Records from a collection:

//! Technology catalog

use super::{scaled_cost, BuildingId, UnitId};
use crate::types::{Researches, Resources};
use serde::{Deserialize, Serialize};

/// Account-wide technologies researched in a lab
#[derive(Debug, Clone, Copy, PartialEq, Eq, Hash, Serialize, Deserialize)]
pub enum TechnologyId {
    Energy,
    Laser,
    Ion,
    Plasma,
    Hyperspace,
    Espionage,
    Computer,
    CombustionDrive,
    ImpulseDrive,
    HyperspaceDrive,
    Weapons,
    Shielding,
    Armour,
}

const ENERGY_REQS: &[(UnitId, u32)] = &[(UnitId::Building(BuildingId::ResearchLab), 1)];
const LASER_REQS: &[(UnitId, u32)] = &[
    (UnitId::Building(BuildingId::ResearchLab), 1),
    (UnitId::Technology(TechnologyId::Energy), 2),
];
const ION_REQS: &[(UnitId, u32)] = &[
    (UnitId::Building(BuildingId::ResearchLab), 4),
    (UnitId::Technology(TechnologyId::Energy), 4),
    (UnitId::Technology(TechnologyId::Laser), 5),
];
const PLASMA_REQS: &[(UnitId, u32)] = &[
    (UnitId::Technology(TechnologyId::Energy), 8),
    (UnitId::Technology(TechnologyId::Laser), 10),
    (UnitId::Technology(TechnologyId::Ion), 5),
];
const HYPERSPACE_REQS: &[(UnitId, u32)] = &[
    (UnitId::Building(BuildingId::ResearchLab), 7),
    (UnitId::Technology(TechnologyId::Energy), 5),
    (UnitId::Technology(TechnologyId::Shielding), 5),
];
const ESPIONAGE_REQS: &[(UnitId, u32)] = &[(UnitId::Building(BuildingId::ResearchLab), 3)];
const COMPUTER_REQS: &[(UnitId, u32)] = &[(UnitId::Building(BuildingId::ResearchLab), 1)];
const COMBUSTION_REQS: &[(UnitId, u32)] = &[(UnitId::Technology(TechnologyId::Energy), 1)];
const IMPULSE_REQS: &[(UnitId, u32)] = &[
    (UnitId::Building(BuildingId::ResearchLab), 2),
    (UnitId::Technology(TechnologyId::Energy), 1),
];
const HYPERSPACE_DRIVE_REQS: &[(UnitId, u32)] =
    &[(UnitId::Technology(TechnologyId::Hyperspace), 3)];
const WEAPONS_REQS: &[(UnitId, u32)] = &[(UnitId::Building(BuildingId::ResearchLab), 4)];
const SHIELDING_REQS: &[(UnitId, u32)] = &[
    (UnitId::Building(BuildingId::ResearchLab), 6),
    (UnitId::Technology(TechnologyId::Energy), 3),
];
const ARMOUR_REQS: &[(UnitId, u32)] = &[(UnitId::Building(BuildingId::ResearchLab), 2)];

impl TechnologyId {
    pub const ALL: [TechnologyId; 13] = [
        TechnologyId::Energy,
        TechnologyId::Laser,
        TechnologyId::Ion,
        TechnologyId::Plasma,
        TechnologyId::Hyperspace,
        TechnologyId::Espionage,
        TechnologyId::Computer,
        TechnologyId::CombustionDrive,
        TechnologyId::ImpulseDrive,
        TechnologyId::HyperspaceDrive,
        TechnologyId::Weapons,
        TechnologyId::Shielding,
        TechnologyId::Armour,
    ];

    /// Cost of level 1; every technology doubles per level
    pub fn base_cost(&self) -> Resources {
        match self {
            TechnologyId::Energy => Resources::new(0, 800, 400),
            TechnologyId::Laser => Resources::new(200, 100, 0),
            TechnologyId::Ion => Resources::new(1_000, 300, 100),
            TechnologyId::Plasma => Resources::new(2_000, 4_000, 1_000),
            TechnologyId::Hyperspace => Resources::new(0, 4_000, 2_000),
            TechnologyId::Espionage => Resources::new(200, 1_000, 200),
            TechnologyId::Computer => Resources::new(0, 400, 600),
            TechnologyId::CombustionDrive => Resources::new(400, 0, 600),
            TechnologyId::ImpulseDrive => Resources::new(2_000, 4_000, 600),
            TechnologyId::HyperspaceDrive => Resources::new(10_000, 20_000, 6_000),
            TechnologyId::Weapons => Resources::new(800, 200, 0),
            TechnologyId::Shielding => Resources::new(200, 600, 0),
            TechnologyId::Armour => Resources::new(1_000, 0, 0),
        }
    }

    /// Price of the given level
    pub fn cost(&self, level: u32) -> Resources {
        scaled_cost(self.base_cost(), 2.0, level)
    }

    pub fn requirements(&self) -> &'static [(UnitId, u32)] {
        match self {
            TechnologyId::Energy => ENERGY_REQS,
            TechnologyId::Laser => LASER_REQS,
            TechnologyId::Ion => ION_REQS,
            TechnologyId::Plasma => PLASMA_REQS,
            TechnologyId::Hyperspace => HYPERSPACE_REQS,
            TechnologyId::Espionage => ESPIONAGE_REQS,
            TechnologyId::Computer => COMPUTER_REQS,
            TechnologyId::CombustionDrive => COMBUSTION_REQS,
            TechnologyId::ImpulseDrive => IMPULSE_REQS,
            TechnologyId::HyperspaceDrive => HYPERSPACE_DRIVE_REQS,
            TechnologyId::Weapons => WEAPONS_REQS,
            TechnologyId::Shielding => SHIELDING_REQS,
            TechnologyId::Armour => ARMOUR_REQS,
        }
    }

    /// Current level of this technology in the account researches
    pub fn level_in(&self, researches: &Researches) -> u32 {
        match self {
            TechnologyId::Energy => researches.energy,
            TechnologyId::Laser => researches.laser,
            TechnologyId::Ion => researches.ion,
            TechnologyId::Plasma => researches.plasma,
            TechnologyId::Hyperspace => researches.hyperspace,
            TechnologyId::Espionage => researches.espionage,
            TechnologyId::Computer => researches.computer,
            TechnologyId::CombustionDrive => researches.combustion_drive,
            TechnologyId::ImpulseDrive => researches.impulse_drive,
            TechnologyId::HyperspaceDrive => researches.hyperspace_drive,
            TechnologyId::Weapons => researches.weapons,
            TechnologyId::Shielding => researches.shielding,
            TechnologyId::Armour => researches.armour,
        }
    }

    /// Raise this technology by one level in `researches`
    pub fn bump_in(&self, researches: &mut Researches) {
        let slot = match self {
            TechnologyId::Energy => &mut researches.energy,
            TechnologyId::Laser => &mut researches.laser,
            TechnologyId::Ion => &mut researches.ion,
            TechnologyId::Plasma => &mut researches.plasma,
            TechnologyId::Hyperspace => &mut researches.hyperspace,
            TechnologyId::Espionage => &mut researches.espionage,
            TechnologyId::Computer => &mut researches.computer,
            TechnologyId::CombustionDrive => &mut researches.combustion_drive,
            TechnologyId::ImpulseDrive => &mut researches.impulse_drive,
            TechnologyId::HyperspaceDrive => &mut researches.hyperspace_drive,
            TechnologyId::Weapons => &mut researches.weapons,
            TechnologyId::Shielding => &mut researches.shielding,
            TechnologyId::Armour => &mut researches.armour,
        };
        *slot += 1;
    }
}

#[cfg(test)]
mod tests {
    use super::*;

    #[test]
    fn test_ion_technology_catalog_entry() {
        assert_eq!(TechnologyId::Ion.cost(1), Resources::new(1_000, 300, 100));
        assert_eq!(TechnologyId::Ion.cost(3), Resources::new(4_000, 1_200, 400));

        let reqs = TechnologyId::Ion.requirements();
        assert!(reqs.contains(&(UnitId::Building(BuildingId::ResearchLab), 4)));
        assert!(reqs.contains(&(UnitId::Technology(TechnologyId::Energy), 4)));
        assert!(reqs.contains(&(UnitId::Technology(TechnologyId::Laser), 5)));
    }

    #[test]
    fn test_level_accessors() {
        let mut researches = Researches::default();
        assert_eq!(TechnologyId::ImpulseDrive.level_in(&researches), 0);

        TechnologyId::ImpulseDrive.bump_in(&mut researches);
        TechnologyId::ImpulseDrive.bump_in(&mut researches);
        assert_eq!(TechnologyId::ImpulseDrive.level_in(&researches), 2);
        assert_eq!(researches.impulse_drive, 2);
    }
}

Exercise brief: The answer must be a single number: the count of lines above that contain "CombustionDrive".

Written answer: 6